*Exercise details*
Your task is to find every line in the records that holds the string "crossterm" and copy it.
*** Given information Section Begins ***
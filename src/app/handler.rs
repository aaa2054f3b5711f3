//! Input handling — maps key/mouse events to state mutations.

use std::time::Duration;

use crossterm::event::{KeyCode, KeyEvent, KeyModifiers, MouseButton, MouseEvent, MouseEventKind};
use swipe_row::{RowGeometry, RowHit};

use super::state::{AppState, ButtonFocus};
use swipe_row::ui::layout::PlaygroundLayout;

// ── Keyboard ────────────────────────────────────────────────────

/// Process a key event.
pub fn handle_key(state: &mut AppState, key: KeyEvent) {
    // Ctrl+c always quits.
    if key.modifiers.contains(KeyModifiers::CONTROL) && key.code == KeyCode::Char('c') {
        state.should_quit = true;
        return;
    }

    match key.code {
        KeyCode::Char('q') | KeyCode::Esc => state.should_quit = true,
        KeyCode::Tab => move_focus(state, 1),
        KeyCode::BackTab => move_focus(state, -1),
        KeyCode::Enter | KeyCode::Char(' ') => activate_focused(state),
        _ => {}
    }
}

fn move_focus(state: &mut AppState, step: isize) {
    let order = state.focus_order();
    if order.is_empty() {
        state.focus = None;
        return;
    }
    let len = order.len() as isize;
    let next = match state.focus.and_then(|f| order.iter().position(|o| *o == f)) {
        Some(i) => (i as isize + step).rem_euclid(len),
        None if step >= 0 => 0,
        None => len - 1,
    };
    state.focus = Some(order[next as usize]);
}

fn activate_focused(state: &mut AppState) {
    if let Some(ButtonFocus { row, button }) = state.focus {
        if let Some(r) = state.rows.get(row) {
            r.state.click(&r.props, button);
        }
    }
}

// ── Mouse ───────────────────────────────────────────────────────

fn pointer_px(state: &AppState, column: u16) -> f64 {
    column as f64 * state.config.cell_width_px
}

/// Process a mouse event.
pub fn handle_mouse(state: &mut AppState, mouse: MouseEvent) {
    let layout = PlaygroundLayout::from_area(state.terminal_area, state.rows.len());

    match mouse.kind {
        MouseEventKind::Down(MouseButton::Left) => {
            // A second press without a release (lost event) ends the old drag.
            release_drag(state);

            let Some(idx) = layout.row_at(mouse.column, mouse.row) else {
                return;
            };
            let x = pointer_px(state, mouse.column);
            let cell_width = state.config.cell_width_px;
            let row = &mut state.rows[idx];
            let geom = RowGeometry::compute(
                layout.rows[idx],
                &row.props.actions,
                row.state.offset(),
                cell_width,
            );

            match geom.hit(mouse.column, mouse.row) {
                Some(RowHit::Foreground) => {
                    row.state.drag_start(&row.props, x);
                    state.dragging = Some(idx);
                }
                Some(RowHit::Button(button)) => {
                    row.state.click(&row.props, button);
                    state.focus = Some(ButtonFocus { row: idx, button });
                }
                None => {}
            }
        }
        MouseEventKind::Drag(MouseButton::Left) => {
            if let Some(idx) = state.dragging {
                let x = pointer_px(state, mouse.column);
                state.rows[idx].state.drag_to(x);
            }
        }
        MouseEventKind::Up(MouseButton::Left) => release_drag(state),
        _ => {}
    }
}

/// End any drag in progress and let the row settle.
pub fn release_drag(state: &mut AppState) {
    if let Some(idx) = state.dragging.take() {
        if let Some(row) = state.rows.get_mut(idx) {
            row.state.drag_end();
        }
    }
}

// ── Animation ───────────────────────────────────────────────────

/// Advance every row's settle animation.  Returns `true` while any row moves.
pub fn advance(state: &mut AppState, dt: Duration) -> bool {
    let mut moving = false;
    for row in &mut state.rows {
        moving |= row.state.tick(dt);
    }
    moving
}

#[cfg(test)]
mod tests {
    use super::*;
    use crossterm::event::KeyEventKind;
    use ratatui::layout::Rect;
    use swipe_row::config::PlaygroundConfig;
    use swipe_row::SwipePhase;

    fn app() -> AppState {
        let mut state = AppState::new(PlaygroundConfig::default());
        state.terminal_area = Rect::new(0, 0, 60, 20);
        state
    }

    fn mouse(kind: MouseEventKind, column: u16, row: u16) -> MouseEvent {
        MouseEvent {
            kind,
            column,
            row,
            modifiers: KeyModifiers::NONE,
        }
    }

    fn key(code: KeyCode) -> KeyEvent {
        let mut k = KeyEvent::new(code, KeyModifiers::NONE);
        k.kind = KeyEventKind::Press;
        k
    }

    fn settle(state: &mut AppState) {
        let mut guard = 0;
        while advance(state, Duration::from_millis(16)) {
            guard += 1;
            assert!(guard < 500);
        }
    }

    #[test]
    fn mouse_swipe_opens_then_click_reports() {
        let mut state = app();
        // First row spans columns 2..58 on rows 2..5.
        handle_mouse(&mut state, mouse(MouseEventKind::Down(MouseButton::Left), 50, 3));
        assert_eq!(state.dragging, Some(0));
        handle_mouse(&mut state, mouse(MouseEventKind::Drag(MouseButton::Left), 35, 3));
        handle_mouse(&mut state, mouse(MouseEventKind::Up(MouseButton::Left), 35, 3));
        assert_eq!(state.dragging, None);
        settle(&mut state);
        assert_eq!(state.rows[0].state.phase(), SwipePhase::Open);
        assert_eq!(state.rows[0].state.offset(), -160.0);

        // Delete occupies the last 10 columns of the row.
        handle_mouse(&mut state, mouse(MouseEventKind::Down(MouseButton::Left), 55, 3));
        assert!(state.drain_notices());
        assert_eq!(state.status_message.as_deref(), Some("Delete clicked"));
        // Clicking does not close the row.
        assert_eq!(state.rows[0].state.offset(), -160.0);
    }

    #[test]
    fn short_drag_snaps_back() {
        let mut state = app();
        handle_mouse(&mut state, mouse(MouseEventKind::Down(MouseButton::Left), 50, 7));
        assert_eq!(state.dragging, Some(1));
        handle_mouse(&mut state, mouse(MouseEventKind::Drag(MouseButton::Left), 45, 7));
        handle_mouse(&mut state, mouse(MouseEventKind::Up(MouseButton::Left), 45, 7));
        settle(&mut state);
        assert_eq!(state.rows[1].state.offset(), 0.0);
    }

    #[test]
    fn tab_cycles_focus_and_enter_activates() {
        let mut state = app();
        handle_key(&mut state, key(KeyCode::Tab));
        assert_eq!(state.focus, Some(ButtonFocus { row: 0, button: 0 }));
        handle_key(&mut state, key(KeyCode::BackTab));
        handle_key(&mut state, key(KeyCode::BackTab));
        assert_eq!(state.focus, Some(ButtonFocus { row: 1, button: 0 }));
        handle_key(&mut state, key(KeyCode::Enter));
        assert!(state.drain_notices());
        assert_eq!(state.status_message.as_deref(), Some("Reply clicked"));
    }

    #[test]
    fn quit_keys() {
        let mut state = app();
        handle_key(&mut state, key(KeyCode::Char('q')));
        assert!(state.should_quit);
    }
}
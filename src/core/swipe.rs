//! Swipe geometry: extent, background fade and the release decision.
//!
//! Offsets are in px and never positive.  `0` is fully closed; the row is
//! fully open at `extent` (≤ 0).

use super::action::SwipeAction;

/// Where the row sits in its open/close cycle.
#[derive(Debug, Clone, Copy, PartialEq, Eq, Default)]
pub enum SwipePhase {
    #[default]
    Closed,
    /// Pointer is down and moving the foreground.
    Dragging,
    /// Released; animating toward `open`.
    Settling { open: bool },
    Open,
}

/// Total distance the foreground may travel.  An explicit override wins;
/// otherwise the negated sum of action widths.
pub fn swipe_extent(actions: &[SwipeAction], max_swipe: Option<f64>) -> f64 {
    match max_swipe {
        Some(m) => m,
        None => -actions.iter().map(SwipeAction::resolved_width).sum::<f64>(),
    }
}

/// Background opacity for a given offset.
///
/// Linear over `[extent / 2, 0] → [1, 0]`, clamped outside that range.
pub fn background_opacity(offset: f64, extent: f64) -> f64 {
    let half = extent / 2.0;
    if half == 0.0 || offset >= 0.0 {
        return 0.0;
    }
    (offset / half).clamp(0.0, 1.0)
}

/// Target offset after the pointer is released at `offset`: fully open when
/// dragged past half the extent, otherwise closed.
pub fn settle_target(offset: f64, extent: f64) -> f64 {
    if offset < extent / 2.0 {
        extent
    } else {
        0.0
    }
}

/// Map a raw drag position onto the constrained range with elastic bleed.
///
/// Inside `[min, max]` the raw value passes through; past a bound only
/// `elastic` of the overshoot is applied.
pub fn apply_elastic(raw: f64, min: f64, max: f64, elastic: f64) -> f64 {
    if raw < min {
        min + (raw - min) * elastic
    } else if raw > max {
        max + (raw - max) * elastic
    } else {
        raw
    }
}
*** Given information Section Ends ***
*Response to this task*
use crossterm::event::{KeyCode, KeyEvent, KeyModifiers, MouseButton, MouseEvent, MouseEventKind};
    use crossterm::event::KeyEventKind;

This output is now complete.